## Stored data entries

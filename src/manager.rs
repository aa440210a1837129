//! The non-scoped [`Manager`]: connector listing, default-config action
//! invocation, and the crate's sole HTTP boundary — [`Manager::handle`] for
//! OAuth callbacks and webhooks, plus [`Manager::start_oauth`] for the
//! install-time redirect.
//!
//! [`HandleRequest`]/[`HandleResponse`] are plain data, not axum types: web
//! framework glue is deliberately out of scope here, so a host's own router
//! adapts its request/response into this shape, the same way
//! [`crate::scope`] stays framework-agnostic for `install`'s 302 path.

use std::collections::HashMap;
use std::sync::Arc;
use std::time::Instant;

use base64::engine::general_purpose::URL_SAFE_NO_PAD;
use base64::Engine;
use chrono::Utc;
use percent_encoding::{utf8_percent_encode, NON_ALPHANUMERIC};
use serde_json::Value;

use crate::cookie::OAuthCookiePayload;
use crate::error::{Code, Error, Result};
use crate::events::{Event, EventBase};
use crate::registry::{HookEvent, Registry, WebhookInput};
use crate::schema::ValidationOutcome;
use crate::scope::{run_action, ActionOutcome, ConfigSource, RedirectResponse, ScopedView};
use crate::storage::{NewConnectorRecordBuilder, WebhookEventResult, WebhookMetadataUpdate};
use crate::url::{parse_oauth_callback_url, parse_webhook_url};

/// Whether a connector requires OAuth or is a plain config-only integration.
#[derive(Debug, Clone, Copy, PartialEq, Eq)]
pub enum ConnectorKind {
    OAuth,
    Custom,
}

/// One row of [`Manager::list`] / the result of [`Manager::get`].
#[derive(Debug, Clone)]
pub struct ConnectorSummary {
    pub key: String,
    pub kind: ConnectorKind,
    pub metadata: Option<Value>,
    pub connections: Option<u64>,
}

#[derive(Debug, Clone, Default)]
pub struct ListOptions {
    pub name: Option<String>,
    pub limit: Option<usize>,
    pub offset: Option<usize>,
    pub count_connections: bool,
}

#[derive(Debug, Clone, Copy, Default)]
pub struct GetOptions {
    pub count_connections: bool,
}

/// An inbound request to [`Manager::handle`]. `raw_body` is kept distinct
/// from the parsed JSON the webhook schema sees, because signature
/// verification must run over the exact bytes the provider sent —
/// re-serializing a parsed `Value` would break HMAC-style verifiers whose
/// signature covers byte-for-byte whitespace and key order.
#[derive(Debug, Clone, Default)]
pub struct HandleRequest {
    pub method: String,
    pub path: String,
    pub query: HashMap<String, String>,
    pub headers: HashMap<String, String>,
    pub cookies: HashMap<String, String>,
    pub raw_body: Vec<u8>,
}

/// What [`Manager::handle`] returns; a host's web framework glue maps this
/// onto its own response type.
#[derive(Debug, Clone)]
pub enum HandleResponse {
    Json { status: u16, body: Value },
    Redirect { status: u16, location: String, set_cookie: Option<String> },
}

impl HandleResponse {
    fn error(status: u16, message: impl Into<String>) -> Self {
        HandleResponse::Json { status, body: serde_json::json!({"data": null, "error": message.into()}) }
    }
}

/// The non-scoped façade over a built [`Registry`].
pub struct Manager {
    registry: Arc<Registry>,
}
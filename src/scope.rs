//! Scoped view: per-`(scope, identity)` install/disconnect/toggle/
//! action-call operations. The action-call pipeline is shared with
//! [`crate::manager::Manager`]'s unscoped, default-config invocation — same
//! validation + hook + telemetry pipeline as a scoped `.call`, but with
//! `scope="default"`, `identity=""` — via [`run_action`].

use std::collections::HashMap;
use std::time::Instant;

use chrono::Utc;
use serde_json::Value;

use crate::error::{Code, Error, Result};
use crate::events::{Event, EventBase};
use crate::oauth::{is_expired_default, OAuthData};
use crate::registry::{ActionInput, ErrorHookEvent, HookEvent, Registry};
use crate::schema::ValidationOutcome;
use crate::storage::{ConnectorRecord, ConnectorRecordUpdate, NewConnectorRecord, NewConnectorRecordBuilder};
use crate::url::generate_webhook_secret;

/// `{data, error}` returned by `action(...).call(...)`. A handler failure
/// converts into `Some(error)` here rather than an `Err` from
/// [`ActionCaller::call`] — only pre-dispatch failures (lookup,
/// not-connected, decrypt, refresh, validation) propagate as `Err`.
#[derive(Debug, Clone)]
pub struct ActionOutcome {
    pub data: Option<Value>,
    pub error: Option<ActionError>,
}

#[derive(Debug, Clone)]
pub struct ActionError {
    pub code: Code,
    pub message: String,
}

/// What a 302 install/start-OAuth response looks like. [`crate::manager`]
/// turns this into an actual `axum::response::Response`; this module stays
/// framework-agnostic so it's testable without spinning up axum.
#[derive(Debug, Clone)]
pub struct RedirectResponse {
    pub location: String,
    pub set_cookie: String,
}

/// The result of `install`: either a 302 for OAuth connectors (no record
/// written yet) or a freshly persisted record.
pub enum InstallOutcome {
    Redirect(RedirectResponse),
    Connected(ConnectorRecord),
}

/// A `(scope, identity)` binding returned by `Registry::scope(...)`.
pub struct ScopedView {
    registry: std::sync::Arc<Registry>,
    pub scope: String,
    pub identity: String,
}

impl ScopedView {
    pub(crate) fn new(registry: std::sync::Arc<Registry>, scope: String, identity: String) -> Self {
        Self { registry, scope, identity }
    }

    /// `install` a.k.a. "connect". Config validation only runs for non-OAuth
    /// connectors — OAuth connectors supply their config via the callback
    /// after token exchange.
    pub async fn install(
        &self,
        connector_key: &str,
        config: HashMap<String, Value>,
        redirect_url: Option<String>,
    ) -> Result<InstallOutcome> {
        let connector = self.registry.connector(connector_key)?;

        if connector.is_oauth() {
            let redirect = crate::manager::start_oauth_redirect(
                &self.registry,
                connector_key,
                &self.scope,
                &self.identity,
                redirect_url,
            )
            .await?;
            return Ok(InstallOutcome::Redirect(redirect));
        }

        let input_value = Value::Object(config.clone().into_iter().collect());
        match connector.compiled_config_schema.validate(input_value) {
            ValidationOutcome::Ok(_) => {}
            ValidationOutcome::Err(issues) => return Err(Error::ConnectorConfigInvalid { issues }),
        }

        if let Some(hook) = &connector.on_validate {
            hook.on_validate(&config).await.map_err(|e| Error::ValidationFailed {
                issues: vec![crate::error::ValidationIssue { path: String::new(), message: e.to_string() }],
            })?;
        }

        let mut value = config;
        if connector.webhook.is_some() {
            let secret = generate_webhook_secret();
            value.insert(
                "webhook".to_string(),
                serde_json::json!({ "secret": secret, "createdAt": Utc::now().to_rfc3339() }),
            );
        }

        self.registry.crypto.encrypt_config(&mut value, &connector.encrypted_fields)?;

        let record = self
            .registry
            .storage
            .save(
                NewConnectorRecordBuilder::default()
                    .scope(self.scope.clone())
                    .identity(self.identity.clone())
                    .provider(connector_key.to_string())
                    .value(value)
                    .enabled(true)
                    .build()
                    .map_err(|e| Error::DatabaseFailed(e.to_string()))?,
            )
            .await?;

        if let Some(hook) = &self.registry.on_connect {
            hook.on_connect(HookEvent { connector: connector_key, scope: &self.scope, identity: &self.identity })
                .await
                .map_err(|e| Error::DatabaseFailed(e.to_string()))?;
        }

        self.registry.emit(Event::ConnectorConnected(self.event_base(connector_key))).await;

        Ok(InstallOutcome::Connected(record))
    }

    /// `disconnect`.
    pub async fn disconnect(&self, connector_key: &str) -> Result<()> {
        self.registry.connector(connector_key)?;
        self.registry.storage.delete(&self.scope, &self.identity, connector_key).await?;

        self.registry.emit(Event::ConnectorDisconnected(self.event_base(connector_key))).await;

        if let Some(hook) = &self.registry.on_disconnect {
            hook.on_disconnect(HookEvent { connector: connector_key, scope: &self.scope, identity: &self.identity })
                .await
                .map_err(|e| Error::DatabaseFailed(e.to_string()))?;
        }
        Ok(())
    }

    /// `toggle(enabled?)`: flips the current state when `enabled` is
    /// omitted, otherwise sets it explicitly. Returns the new state.
    pub async fn toggle(&self, connector_key: &str, enabled: Option<bool>) -> Result<bool> {
        let current = self
            .registry
            .storage
            .get(&self.scope, &self.identity, connector_key)
            .await?
            .ok_or_else(|| Error::ConnectorNotConnected { connector: connector_key.to_string() })?;

        let new_state = enabled.unwrap_or(!current.enabled);

        self.registry
            .storage
            .update(
                &self.scope,
                &self.identity,
                connector_key,
                ConnectorRecordUpdate { value: None, enabled: Some(new_state) },
            )
            .await?;

        let event = if new_state {
            Event::ConnectorEnabled(self.event_base(connector_key))
        } else {
            Event::ConnectorDisabled(self.event_base(connector_key))
        };
        self.registry.emit(event).await;

        Ok(new_state)
    }

    /// Every connector installed for this `(scope, identity)` bucket, across
    /// providers.
    pub async fn list(&self) -> Result<Vec<ConnectorRecord>> {
        self.registry.storage.list(&self.scope, &self.identity).await
    }

    pub fn action<'a>(&'a self, connector_key: &'a str, action_name: &'a str) -> ActionCaller<'a> {
        ActionCaller { registry: &self.registry, scope: &self.scope, identity: &self.identity, connector_key, action_name }
    }

    fn event_base(&self, connector_key: &str) -> EventBase {
        EventBase { connector: connector_key.to_string(), scope: self.scope.clone(), identity: self.identity.clone(), timestamp: Utc::now() }
    }
}

/// Bound to one `(scope, identity, connector, action)` tuple;
/// `.call(input)` runs the full pipeline.
pub struct ActionCaller<'a> {
    registry: &'a Registry,
    scope: &'a str,
    identity: &'a str,
    connector_key: &'a str,
    action_name: &'a str,
}

impl<'a> ActionCaller<'a> {
    pub async fn call(&self, input: Value) -> Result<ActionOutcome> {
        run_action(self.registry, self.scope, self.identity, self.connector_key, self.action_name, input, ConfigSource::Scoped)
            .await
    }
}

/// Where an action call's config comes from: a persisted, scoped record
/// (normal case) or a connector's default config (Manager's unscoped call).
pub(crate) enum ConfigSource {
    Scoped,
    Default,
}

/// The shared action-call pipeline. `scope`/`identity` are
/// `"default"`/`""` when called from [`crate::manager::Manager::action`].
pub(crate) async fn run_action(
    registry: &Registry,
    scope: &str,
    identity: &str,
    connector_key: &str,
    action_name: &str,
    input: Value,
    source: ConfigSource,
) -> Result<ActionOutcome> {
    let connector = registry.connector(connector_key)?;
    let action = connector.action(action_name)?;

    let mut config = match source {
        ConfigSource::Scoped => {
            let record = registry
                .storage
                .get(scope, identity, connector_key)
                .await?
                .ok_or_else(|| Error::ConnectorNotConnected { connector: connector_key.to_string() })?;
            if !record.enabled {
                return Err(Error::ConnectorNotConnected { connector: connector_key.to_string() });
            }
            let mut value = record.value;
            registry.crypto.decrypt_config(&mut value, &connector.encrypted_fields)?;
            registry.crypto.decrypt_oauth_tokens(&mut value)?;
            value
        }
        ConfigSource::Default => connector
            .default_config
            .clone()
            .ok_or_else(|| Error::ConnectorDefaultConfigRequired(connector_key.to_string()))?,
    };

    let mut oauth_data: Option<OAuthData> = None;
    if let Some(oauth_value) = config.get("oauth").cloned() {
        if let Ok(tokens) = serde_json::from_value::<OAuthData>(oauth_value) {
            let now = Utc::now().timestamp();
            if is_expired_default(&tokens, now) {
                let engine = registry.oauth_engine(connector_key)?;
                if tokens.refresh_token.is_some() {
                    let refreshed = engine.refresh(&tokens).await?;
                    config.insert("oauth".to_string(), serde_json::to_value(&refreshed).unwrap());
                    registry.crypto.encrypt_config(&mut config, &connector.encrypted_fields)?;
                    registry.crypto.encrypt_oauth_tokens(&mut config)?;
                    registry
                        .storage
                        .update(scope, identity, connector_key, ConnectorRecordUpdate { value: Some(config.clone()), enabled: None })
                        .await?;
                    registry
                        .emit(Event::OAuthRefreshed(EventBase {
                            connector: connector_key.to_string(),
                            scope: scope.to_string(),
                            identity: identity.to_string(),
                            timestamp: Utc::now(),
                        }))
                        .await;
                    registry.crypto.decrypt_config(&mut config, &connector.encrypted_fields)?;
                    registry.crypto.decrypt_oauth_tokens(&mut config)?;
                    oauth_data = Some(refreshed);
                } else {
                    return Err(Error::OauthTokenExpired);
                }
            } else {
                oauth_data = Some(tokens);
            }
        }
    }

    let input_validation = connector
        .compiled_action_schemas
        .get(action_name)
        .expect("action schema compiled at registration")
        .validate(input.clone());
    if let ValidationOutcome::Err(issues) = input_validation {
        return Err(Error::ActionInputInvalid { issues });
    }

    let context = match &connector.on_context {
        Some(hook) => Some(
            hook.on_context(&config, scope, identity)
                .await
                .map_err(|e| Error::ActionFailed { connector: connector_key.to_string(), action: action_name.to_string(), message: e.to_string() })?,
        ),
        None => None,
    };

    let base = EventBase { connector: connector_key.to_string(), scope: scope.to_string(), identity: identity.to_string(), timestamp: Utc::now() };
    registry.emit(Event::ActionStarted { base: base.clone(), action: action_name.to_string() }).await;
    let start = Instant::now();

    let oauth_json = oauth_data.and_then(|d| serde_json::to_value(d).ok());
    let handler_input =
        ActionInput { input, config, context, oauth: oauth_json, scope: scope.to_string(), identity: identity.to_string() };

    match action.handler.call(handler_input).await {
        Ok(data) => {
            let duration_ms = start.elapsed().as_millis() as u64;
            registry.emit(Event::ActionCompleted { base, action: action_name.to_string(), duration_ms }).await;
            Ok(ActionOutcome { data: Some(data), error: None })
        }
        Err(err) => {
            let duration_ms = start.elapsed().as_millis() as u64;
            let error = ActionError { code: Code::ActionFailed, message: err.to_string() };
            registry
                .emit(Event::ActionFailed {
                    base,
                    action: action_name.to_string(),
                    duration_ms,
                    error_code: error.code,
                    error_message: Some(error.message.clone()),
                })
                .await;

            if let Some(hook) = &registry.on_error {
                let crate_error = Error::ActionFailed {
                    connector: connector_key.to_string(),
                    action: action_name.to_string(),
                    message: error.message.clone(),
                };
                let _ = hook
                    .on_error(ErrorHookEvent { connector: connector_key, scope, identity, operation: "action.call", error: &crate_error })
                    .await;
            }

            Ok(ActionOutcome { data: None, error: Some(error) })
        }
    }
}
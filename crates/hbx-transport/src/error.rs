//! Transport error taxonomy.
//!
//! Every error carries the target URL and enough context for a human to
//! act on it. The password is never part of any error or log line.

use thiserror::Error;

/// Errors raised by the transport layer.
#[derive(Debug, Error)]
pub enum TransportError {
    /// The API host cannot be reached (DNS failure, connection refused,
    /// timeout). Retried per policy.
    #[error("cannot reach Hummingbot API at {url}: {message}. {hint}")]
    Connectivity {
        url: String,
        message: String,
        hint: String,
    },

    /// HTTP 401. Never retried: new credentials are required first.
    #[error(
        "authentication failed for user '{username}' at {url}: \
         update the stored credentials for this server"
    )]
    Authentication { url: String, username: String },

    /// HTTP 400 or an error `detail` payload: the request was understood
    /// and rejected. Terminal for this call.
    #[error("request rejected by {url}: {detail}")]
    Validation { url: String, detail: String },

    /// HTTP 404: the referenced executor/config/account does not exist.
    #[error("not found at {url}: {detail}")]
    NotFound { url: String, detail: String },

    /// HTTP 409: e.g. a config name that already exists without an
    /// override flag. Terminal unless the caller opts into overwrite.
    #[error("conflict at {url}: {detail}")]
    Conflict { url: String, detail: String },

    /// HTTP 5xx. Retried per policy.
    #[error("server error HTTP {status} from {url}: {body}")]
    Server {
        url: String,
        status: u16,
        body: String,
    },

    /// Any other status the API is not expected to return.
    #[error("unexpected HTTP {status} from {url}: {body}")]
    UnexpectedStatus {
        url: String,
        status: u16,
        body: String,
    },

    /// Response body was not valid JSON.
    #[error("failed to decode response from {url}: {message}")]
    Decode { url: String, message: String },

    /// Cooperative cancellation between retry attempts.
    #[error("request cancelled")]
    Cancelled,

    /// The underlying HTTP client could not be constructed.
    #[error("failed to build HTTP client: {0}")]
    Client(String),
}

impl TransportError {
    /// Transient failures worth retrying: connectivity and 5xx.
    pub fn is_transient(&self) -> bool {
        matches!(self, Self::Connectivity { .. } | Self::Server { .. })
    }
}

/// Result type alias for transport operations.
pub type TransportResult<T> = std::result::Result<T, TransportError>;

/// Connectivity hint, aware of the common Docker-networking pitfall.
pub(crate) fn connectivity_hint(url: &str) -> String {
    if url.contains("localhost") || url.contains("127.0.0.1") {
        "Is the API running? From inside a container, 'localhost' is the \
         container itself; use host.docker.internal or the compose service name"
            .to_string()
    } else {
        "Is the API running and the host/port reachable?".to_string()
    }
}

## Problem statement
Return every line above in which the string "stays" occurs.

## Expected output
//! [`crate::scope`] stays framework-agnostic for `install`'s 302 path.
/// turns this into an actual `axum::response::Response`; this module stays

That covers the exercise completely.